### Exercise description
Look through the entries below, please, and copy every line with the word "struct".

### Given records
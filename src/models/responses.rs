use serde::{Deserialize, Serialize};
use serde_json::Value;

/// Machine-readable error category carried in every error body
#[derive(Debug, Clone, Copy, PartialEq, Eq, Serialize, Deserialize)]
pub enum ErrorKind {
    ValidationError,
    CalculationError,
    InternalServerError,
    ScoreNotFound,
}

/// Error response
///
/// `details` always carries either the offending parameters or the
/// underlying error text.
#[derive(Debug, Clone, Serialize, Deserialize)]
pub struct ErrorResponse {
    pub error: ErrorKind,
    pub message: String,
    pub details: Value,
}

impl ErrorResponse {
    pub fn new(error: ErrorKind, message: impl Into<String>, details: Value) -> Self {
        Self {
            error,
            message: message.into(),
            details,
        }
    }
}

/// Health check response
#[derive(Debug, Clone, Serialize, Deserialize)]
pub struct HealthResponse {
    pub status: String,
    pub message: String,
    pub version: String,
    pub scores_loaded: usize,
    pub timestamp: chrono::DateTime<chrono::Utc>,
}

/// Basic catalogue entry for one score
#[derive(Debug, Clone, PartialEq, Serialize, Deserialize)]
pub struct ScoreInfo {
    pub id: String,
    pub title: String,
    pub description: String,
    pub category: String,
    pub version: Option<String>,
}

/// Response for the score listing endpoint
#[derive(Debug, Clone, Serialize, Deserialize)]
pub struct ScoreListResponse {
    pub scores: Vec<ScoreInfo>,
    pub total: usize,
}

/// Full metadata for a single score
#[derive(Debug, Clone, Serialize, Deserialize)]
pub struct ScoreMetadataResponse {
    #[serde(flatten)]
    pub info: ScoreInfo,
    pub endpoint: String,
    pub references: Vec<String>,
    pub example_request: Value,
}

/// Response for the category listing endpoint
#[derive(Debug, Clone, Serialize, Deserialize)]
pub struct CategoriesResponse {
    pub categories: Vec<String>,
    pub total: usize,
}

/// Calculator availability check
#[derive(Debug, Clone, Serialize, Deserialize)]
pub struct ValidateScoreResponse {
    pub score_id: String,
    pub score_exists: bool,
    pub calculator_available: bool,
    pub status: String,
}
//! PSI/PORT (Pneumonia Severity Index) score
//!
//! Class I is decided first: patients under 50 with no comorbidity and no
//! abnormal finding skip point counting entirely. Everyone else is scored on
//! age plus weighted findings and placed in classes II to V.

use serde::{Deserialize, Serialize};
use serde_json::{json, Map, Value};
use validator::Validate;

use crate::core::{classify, Band, Calculator};
use crate::error::CalcError;
use crate::models::{ScoreMetadata, ScoreResult, Sex, YesNo};

const CLASS_I_AGE_LIMIT: i64 = 50;

const RISK_CLASSES: [Band; 4] = [
    Band::new(f64::NEG_INFINITY, "Class II (Low Risk)", "Low mortality risk"),
    Band::new(71.0, "Class III (Low Risk)", "Low mortality risk"),
    Band::new(91.0, "Class IV (Moderate Risk)", "Moderate mortality risk"),
    Band::new(131.0, "Class V (High Risk)", "High mortality risk"),
];

#[derive(Debug, Clone, Serialize, Deserialize, Validate)]
pub struct PsiPortScoreRequest {
    #[validate(range(min = 18, max = 120))]
    pub age: i64,
    pub sex: Sex,
    pub nursing_home_resident: YesNo,
    pub neoplastic_disease: YesNo,
    pub liver_disease: YesNo,
    pub congestive_heart_failure: YesNo,
    pub cerebrovascular_disease: YesNo,
    pub renal_disease: YesNo,
    pub altered_mental_status: YesNo,
    /// breaths/min
    #[validate(range(min = 5, max = 60))]
    pub respiratory_rate: i64,
    /// mmHg
    #[validate(range(min = 50, max = 250))]
    pub systolic_blood_pressure: i64,
    /// °C
    #[validate(range(min = 30.0, max = 45.0))]
    pub temperature: f64,
    /// beats/min
    #[validate(range(min = 30, max = 200))]
    pub pulse: i64,
    #[serde(default, skip_serializing_if = "Option::is_none")]
    #[validate(range(min = 6.5, max = 8.0))]
    pub ph: Option<f64>,
    /// mg/dL
    #[validate(range(min = 1.0, max = 200.0))]
    pub bun: f64,
    /// mEq/L
    #[validate(range(min = 100.0, max = 170.0))]
    pub sodium: f64,
    /// mg/dL
    #[validate(range(min = 30.0, max = 800.0))]
    pub glucose: f64,
    /// %
    #[validate(range(min = 10.0, max = 70.0))]
    pub hematocrit: f64,
    /// mmHg
    #[serde(default, skip_serializing_if = "Option::is_none")]
    #[validate(range(min = 20.0, max = 200.0))]
    pub pao2: Option<f64>,
    pub pleural_effusion: YesNo,
}

impl PsiPortScoreRequest {
    /// Points for every comorbidity and abnormal finding, age and sex excluded
    fn findings(&self) -> Vec<(&'static str, i64)> {
        let flag = |present: bool, weight: i64| if present { weight } else { 0 };

        vec![
            ("nursing_home_resident", self.nursing_home_resident.points(10)),
            ("neoplastic_disease", self.neoplastic_disease.points(30)),
            ("liver_disease", self.liver_disease.points(20)),
            ("congestive_heart_failure", self.congestive_heart_failure.points(10)),
            ("cerebrovascular_disease", self.cerebrovascular_disease.points(10)),
            ("renal_disease", self.renal_disease.points(10)),
            ("altered_mental_status", self.altered_mental_status.points(20)),
            ("respiratory_rate", flag(self.respiratory_rate >= 30, 20)),
            ("systolic_blood_pressure", flag(self.systolic_blood_pressure < 90, 20)),
            ("temperature", flag(self.temperature < 35.0 || self.temperature >= 40.0, 15)),
            ("pulse", flag(self.pulse >= 125, 10)),
            ("ph", flag(self.ph.is_some_and(|ph| ph < 7.35), 30)),
            ("bun", flag(self.bun >= 30.0, 20)),
            ("sodium", flag(self.sodium < 130.0, 20)),
            ("glucose", flag(self.glucose >= 250.0, 10)),
            ("hematocrit", flag(self.hematocrit < 30.0, 10)),
            ("pao2", flag(self.pao2.is_some_and(|pao2| pao2 < 60.0), 10)),
            ("pleural_effusion", self.pleural_effusion.points(10)),
        ]
    }
}

fn class_interpretation(stage: &str) -> &'static str {
    match stage {
        "Class II (Low Risk)" => {
            "Low risk for mortality. Outpatient treatment recommended. 30-day mortality rate <3%. \
             Consider outpatient oral antibiotics and close follow-up."
        }
        "Class III (Low Risk)" => {
            "Low risk for mortality. Outpatient treatment vs. observation admission. 30-day mortality \
             rate <3%. Consider brief hospitalization or intensive outpatient monitoring."
        }
        "Class IV (Moderate Risk)" => {
            "Moderate risk for mortality. Inpatient admission recommended. 30-day mortality rate 8-9%. \
             Requires hospitalization with standard care and monitoring."
        }
        _ => {
            "High risk for mortality. Inpatient admission with consideration for ICU care. 30-day \
             mortality rate 27-31%. Requires aggressive treatment and close monitoring."
        }
    }
}

pub struct PsiPortScore;

impl Calculator for PsiPortScore {
    const ID: &'static str = "psi_port_score";
    type Params = PsiPortScoreRequest;

    fn metadata() -> ScoreMetadata {
        ScoreMetadata {
            title: "PSI/PORT Score: Pneumonia Severity Index for CAP",
            description: "Estimates 30-day mortality in community-acquired pneumonia to guide site-of-care decisions",
            category: "emergency",
            version: Some("1997"),
            references: &[
                "Fine MJ, Auble TE, Yealy DM, et al. A prediction rule to identify low-risk patients with community-acquired pneumonia. N Engl J Med. 1997;336(4):243-50.",
            ],
        }
    }

    fn example() -> PsiPortScoreRequest {
        PsiPortScoreRequest {
            age: 72,
            sex: Sex::Male,
            nursing_home_resident: YesNo::No,
            neoplastic_disease: YesNo::No,
            liver_disease: YesNo::No,
            congestive_heart_failure: YesNo::Yes,
            cerebrovascular_disease: YesNo::No,
            renal_disease: YesNo::No,
            altered_mental_status: YesNo::No,
            respiratory_rate: 24,
            systolic_blood_pressure: 128,
            temperature: 38.4,
            pulse: 102,
            ph: Some(7.40),
            bun: 24.0,
            sodium: 136.0,
            glucose: 140.0,
            hematocrit: 38.0,
            pao2: Some(70.0),
            pleural_effusion: YesNo::No,
        }
    }

    fn calculate(params: &PsiPortScoreRequest) -> Result<ScoreResult, CalcError> {
        let findings = params.findings();
        let finding_points: i64 = findings.iter().map(|(_, points)| points).sum();

        if params.age < CLASS_I_AGE_LIMIT && finding_points == 0 {
            return Ok(ScoreResult::new(
                0_i64,
                "points",
                "Low risk for mortality. Outpatient treatment recommended. 30-day mortality rate <1%. \
                 Consider outpatient oral antibiotics and close follow-up.",
                "Class I (Low Risk)",
                "Low mortality risk",
            ));
        }

        let sex_adjustment = if params.sex == Sex::Female { -10 } else { 0 };
        let total = params.age + sex_adjustment + finding_points;
        let band = classify(total as f64, &RISK_CLASSES)?;

        let mut breakdown = Map::new();
        breakdown.insert("age".into(), json!(params.age));
        breakdown.insert("sex".into(), json!(sex_adjustment));
        for (name, points) in findings.into_iter().filter(|(_, points)| *points != 0) {
            breakdown.insert(name.into(), json!(points));
        }

        Ok(ScoreResult::new(total, "points", class_interpretation(band.stage), band.stage, band.description)
            .with("scoring_breakdown", Value::Object(breakdown)))
    }
}
use actix_cors::Cors;
use actix_web::{middleware, web, App, HttpServer};
use std::sync::Arc;
use tracing::{error, info};
use tracing_subscriber::EnvFilter;

use score_calc::config::{LogFormat, LoggingSettings, Settings};
use score_calc::error::{handle_json_payload_error, handle_query_payload_error};
use score_calc::{default_registry, routes, AppState};

fn init_tracing(logging: &LoggingSettings) {
    // RUST_LOG wins over the configured level
    let filter = EnvFilter::try_from_default_env()
        .or_else(|_| EnvFilter::try_new(&logging.level))
        .unwrap_or_else(|_| EnvFilter::new("info"));

    let subscriber = tracing_subscriber::fmt()
        .with_env_filter(filter)
        .with_target(false)
        .with_level(true);

    match logging.format {
        LogFormat::Pretty => subscriber.pretty().init(),
        LogFormat::Compact => subscriber.compact().init(),
        LogFormat::Full => subscriber.init(),
    }
}

#[actix_web::main]
async fn main() -> std::io::Result<()> {
    // Load .env file if present
    dotenv::dotenv().ok();

    let settings = Settings::load().map_err(|e| {
        eprintln!("Failed to load configuration: {}", e);
        std::io::Error::new(std::io::ErrorKind::InvalidInput, e)
    })?;

    init_tracing(&settings.logging);
    info!("Starting score calculator service...");

    let registry = default_registry().map_err(|e| {
        error!("Failed to register calculators: {}", e);
        std::io::Error::new(std::io::ErrorKind::Other, e)
    })?;
    let registry = Arc::new(registry);

    info!(
        "Loaded {} scores across {} categories",
        registry.len(),
        registry.categories().len()
    );

    let app_state = AppState::new(Arc::clone(&registry));
    let json_limit = settings.api.json_limit_bytes;
    let host = settings.server.host.clone();
    let port = settings.server.port;
    let workers = settings.workers();

    info!("Starting HTTP server on {}:{} ({} workers)", host, port, workers);

    HttpServer::new(move || {
        let registry = Arc::clone(&registry);

        App::new()
            .app_data(web::Data::new(app_state.clone()))
            .app_data(
                web::JsonConfig::default()
                    .limit(json_limit)
                    .error_handler(handle_json_payload_error),
            )
            .app_data(web::QueryConfig::default().error_handler(handle_query_payload_error))
            .wrap(Cors::permissive())
            .wrap(middleware::Logger::default())
            .wrap(middleware::Compress::default())
            .configure(move |cfg| routes::configure_routes(cfg, &registry))
    })
    .workers(workers)
    .bind((host, port))?
    .run()
    .await
}
pub mod gemini;
pub mod http;
pub mod image_search;
pub mod pollinations;
pub mod speech;

pub use gemini::GeminiClient;
pub use image_search::ImageSearchClient;
pub use pollinations::ImageGenClient;
pub use speech::SpeechClient;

### Output below
pub struct ErrorResponse {
pub struct HealthResponse {
pub struct ScoreInfo {
pub struct ScoreListResponse {
pub struct ScoreMetadataResponse {
pub struct CategoriesResponse {
pub struct ValidateScoreResponse {
pub struct PsiPortScoreRequest {
pub struct PsiPortScore;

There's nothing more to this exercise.